• _Work order_: In the material below, find the line containing "equals this value" and the line containing "colored::control::set_override(false);", then reproduce exactly both of them and every line between, and nothing else.

• _Data supplied_:
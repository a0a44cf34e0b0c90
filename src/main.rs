//! cell28 CLI
//!
//! Usage:
//!   cell28 --ticks 12                          # Run 12 ticks, print a line per tick
//!   cell28 --ticks 12 --json                   # Print the sealed frame log as JSON
//!   cell28 --tokens "a:1.0,b:0.5" --entropy 0.4
//!   cell28 --ticks 24 --save ./logs --dump run.bin
//!   cell28 --verify ./logs/log_....json        # Replay-verify a saved log
//!   cell28 --verify run.json --expect-fingerprint SCXQ2-v1:...
//!   cell28 --serve                             # HTTP API server

use clap::Parser;
use colored::Colorize;
use tracing_subscriber::EnvFilter;

use cell28::core::{
    encode_dump, fingerprint, load_log, parse_tokens, run_server, save_log, verify,
    verify_fingerprint, Engine, EngineConfig, TickReport,
};
use cell28::types::{default_tokens, EngineError, Frame, Phase, TickInput, VerifyReport};
use cell28::VERSION;

#[derive(Parser, Debug)]
#[command(
    name = "cell28",
    version = VERSION,
    about = "cell28 - deterministic, replay-verifiable 28-cell micro-execution engine",
    long_about = "Runs 28 compute cells through the six-phase lattice\n\
                  (perceive, represent, reason, decide, act, reflect).\n\n\
                  Every executed cell emits a proof record. Decide exit collapses\n\
                  proposals into one Answer; reflect exit propagates reward.\n\n\
                  Modes:\n  \
                  (default)      Run --ticks ticks on a constant input\n  \
                  --verify FILE  Replay-verify a saved frame log\n  \
                  --serve        HTTP API server mode"
)]
struct Args {
    /// Number of ticks to run
    #[arg(short, long, default_value_t = 12)]
    ticks: u64,

    /// Entropy fed to every tick
    #[arg(short, long, default_value_t = 0.32)]
    entropy: f64,

    /// Global reward bias fed to every tick
    #[arg(long, default_value_t = 0.0, allow_hyphen_values = true)]
    reward_bias: f64,

    /// Token stream as glyph:weight,... (default: the 4-token stream)
    #[arg(long)]
    tokens: Option<String>,

    /// Cluster id (overrides the config file)
    #[arg(long)]
    cluster_id: Option<u32>,

    /// Cluster count (overrides the config file)
    #[arg(long)]
    cluster_count: Option<u32>,

    /// Engine config JSON
    #[arg(short, long)]
    config: Option<String>,

    /// Output as JSON
    #[arg(long)]
    json: bool,

    /// Disable colors in output
    #[arg(long)]
    no_color: bool,

    /// Save the frame log into this directory
    #[arg(long)]
    save: Option<String>,

    /// Write the binary dump to this file
    #[arg(long)]
    dump: Option<String>,

    /// Verify a saved frame log instead of running
    #[arg(long)]
    verify: Option<String>,

    /// Fail unless the log's fingerprint equals this value
    #[arg(long)]
    expect_fingerprint: Option<String>,

    /// Run as HTTP API server
    #[arg(short, long)]
    serve: bool,

    /// Server address
    #[arg(long, default_value = "127.0.0.1:3000")]
    addr: String,
}

#[tokio::main]
async fn main() {
    let args = Args::parse();

    // stdout stays parseable; diagnostics go to stderr
    tracing_subscriber::fmt()
        .with_env_filter(EnvFilter::try_from_default_env().unwrap_or_else(|_| EnvFilter::new("warn")))
        .with_writer(std::io::stderr)
        .init();

    if args.no_color {
        colored::control::set_override(false);
    }

    let result = if args.serve {
        run_serve(&args).await
    } else if let Some(path) = &args.verify {
        run_verify(path, &args)
    } else {
        run_engine(&args)
    };

    if let Err(e) = result {
        eprintln!("{} {}", "error:".red().bold(), e);
        std::process::exit(1);
    }
}

/// Run the engine on a constant input
fn run_engine(args: &Args) -> Result<(), EngineError> {
    let mut config = match &args.config {
        Some(path) => EngineConfig::load(path)?,
        None => EngineConfig::default(),
    };
    if let Some(id) = args.cluster_id {
        config.cluster_id = id;
    }
    if let Some(count) = args.cluster_count {
        config.cluster_count = count;
    }

    let tokens = match &args.tokens {
        Some(spec) => parse_tokens(spec)?,
        None => default_tokens(),
    };
    let input = TickInput::new(args.entropy, args.reward_bias, config.cluster_id)
        .with_cluster_count(config.cluster_count)
        .with_tokens(tokens);

    let mut engine = Engine::new(config)?;

    if !args.json {
        print_header(&engine, args.no_color);
    }

    let mut reports = Vec::with_capacity(args.ticks as usize);
    for _ in 0..args.ticks {
        let report = engine.tick(&input)?;
        if !args.json {
            print_report(&report, args.no_color);
        }
        reports.push(report);
    }

    let frames = engine.into_log();

    if let Some(dir) = &args.save {
        let path = save_log(&frames, dir)?;
        if !args.json {
            println!("{} {}", "saved".cyan(), path.display());
        }
    }
    if let Some(path) = &args.dump {
        std::fs::write(path, encode_dump(&frames)?)?;
        if !args.json {
            println!("{} {}", "dumped".cyan(), path);
        }
    }

    check_expected_fingerprint(&frames, args)?;

    if args.json {
        println!("{}", serde_json::to_string_pretty(&frames)?);
        return Ok(());
    }

    println!();
    print_verification(&frames)
}

/// Verify a saved frame log
fn run_verify(path: &str, args: &Args) -> Result<(), EngineError> {
    let frames = load_log(path)?;
    check_expected_fingerprint(&frames, args)?;

    if args.json {
        let value = match verify(&frames) {
            Ok(report) => serde_json::json!({ "ok": true, "report": report, "fingerprint": fingerprint(&frames)? }),
            Err(failure) => serde_json::json!({ "ok": false, "failure": failure }),
        };
        println!("{}", serde_json::to_string_pretty(&value)?);
        return Ok(());
    }

    println!("Verifying {} ({} frames)", path, frames.len());
    print_verification(&frames)
}

/// Run HTTP API server
async fn run_serve(args: &Args) -> Result<(), EngineError> {
    println!();
    println!("{}", format!("cell28 v{} API Server", VERSION).bold());
    println!();

    run_server(&args.addr)
        .await
        .map_err(|e| EngineError::Protocol(format!("server: {}", e)))
}

/// Compare against --expect-fingerprint; a mismatch exits like a failed verify
fn check_expected_fingerprint(frames: &[Frame], args: &Args) -> Result<(), EngineError> {
    let Some(expected) = &args.expect_fingerprint else {
        return Ok(());
    };
    if !verify_fingerprint(frames, expected)? {
        eprintln!(
            "{} fingerprint mismatch: expected {} computed {}",
            "FAIL".red().bold(),
            expected,
            fingerprint(frames)?
        );
        std::process::exit(2);
    }
    Ok(())
}

/// Print the verifier outcome; a failed log exits non-zero
fn print_verification(frames: &[Frame]) -> Result<(), EngineError> {
    match verify(frames) {
        Ok(report) => {
            print_report_summary(&report);
            println!("  fingerprint: {}", fingerprint(frames)?);
            Ok(())
        }
        Err(failure) => {
            println!("{} {}", "FAIL".red().bold(), failure);
            println!("  {}", failure.stage.description());
            std::process::exit(2);
        }
    }
}

fn print_report_summary(report: &VerifyReport) {
    println!(
        "{} {} | frames={} proofs={} answers={} rewards={}",
        "PASS".green().bold(),
        report.stage.code(),
        report.frames,
        report.proofs,
        report.answers,
        report.rewards
    );
    println!("  last proof: {}", report.last_proof_hash);
    for warning in &report.warnings {
        println!("  {} {:?}", "warn".yellow(), warning);
    }
}

/// Print header
fn print_header(engine: &Engine, no_color: bool) {
    let config = engine.config();
    let title = format!(
        "cell28 v{} | cluster {}/{} | policy {}",
        VERSION, config.cluster_id, config.cluster_count, config.policy_hash
    );
    if no_color {
        println!("{}", title);
    } else {
        println!("{}", title.bold());
    }
    println!();
}

/// One line per tick, plus the answer or reward when one was emitted
fn print_report(report: &TickReport, no_color: bool) {
    let (color, reset) = if no_color {
        ("", "")
    } else {
        (report.phase.color_code(), Phase::color_reset())
    };

    println!(
        "{}t={:<4} {:<9}{} mask={:07x} ran={:<2} {:?}",
        color,
        report.tick,
        report.phase.to_string(),
        reset,
        report.mask_bits,
        report.executed.len(),
        report.executed
    );

    if let Some(answer) = &report.answer {
        let content = answer.content.as_deref().unwrap_or("<no proposal>");
        println!(
            "  {} {} proof={}",
            "answer".green(),
            content,
            answer.proof_hash
        );
    }
    if let Some(reward) = &report.reward {
        println!(
            "  {} {:.6} credited={} proof={}",
            "reward".magenta(),
            reward.reward,
            reward.credits.len(),
            reward.proof_hash
        );
    }
}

• _Task answer_:
    /// Fail unless the log's fingerprint equals this value
    #[arg(long)]
    expect_fingerprint: Option<String>,

    /// Run as HTTP API server
    #[arg(short, long)]
    serve: bool,

    /// Server address
    #[arg(long, default_value = "127.0.0.1:3000")]
    addr: String,
}

#[tokio::main]
async fn main() {
    let args = Args::parse();

    // stdout stays parseable; diagnostics go to stderr
    tracing_subscriber::fmt()
        .with_env_filter(EnvFilter::try_from_default_env().unwrap_or_else(|_| EnvFilter::new("warn")))
        .with_writer(std::io::stderr)
        .init();

    if args.no_color {
        colored::control::set_override(false);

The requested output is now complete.